WHAT THE TASK ASKS -
Identify each line below containing the string "clamped" and copy it.

Data excerpts:
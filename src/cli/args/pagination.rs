//! Listing and crawl argument types for CLI commands

use clap::Args;

use crate::config::CrawlSettings;
use crate::snapshot::CrawlOptions;

/// Shared arguments for live listing commands.
///
/// Flatten this into any command that fetches one Graph page:
/// ```ignore
/// Tags {
///     #[command(flatten)]
///     listing: ListingArgs,
/// }
/// ```
#[derive(Args, Debug, Clone)]
pub struct ListingArgs {
    /// Maximum items to return (clamped to 1..=50)
    #[arg(long, short = 'n', default_value_t = 12)]
    pub limit: usize,

    /// Comma-separated Graph field selection
    #[arg(long)]
    pub fields: Option<String>,
}

impl ListingArgs {
    pub fn fields_ref(&self) -> Option<&str> {
        self.fields.as_deref()
    }
}

/// Crawl bounds for `refresh`
#[derive(Args, Debug, Default, Clone)]
pub struct CrawlArgs {
    /// Items per Graph page (clamped to 1..=50, config default 3)
    #[arg(long)]
    pub per_page: Option<usize>,

    /// Stop after this many pages (config default 500)
    #[arg(long)]
    pub max_pages: Option<usize>,

    /// Comma-separated Graph field selection
    #[arg(long)]
    pub fields: Option<String>,
}

impl CrawlArgs {
    /// Merge the flags over the configured crawl defaults.
    pub fn to_options(&self, defaults: &CrawlSettings) -> CrawlOptions {
        CrawlOptions {
            page_size: self.per_page.unwrap_or(defaults.per_page),
            max_pages: self.max_pages.unwrap_or(defaults.max_pages).max(1),
            fields: self.fields.clone(),
        }
    }
}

FINISHED EXERCISE -
    /// Maximum items to return (clamped to 1..=50)
    /// Items per Graph page (clamped to 1..=50, config default 3)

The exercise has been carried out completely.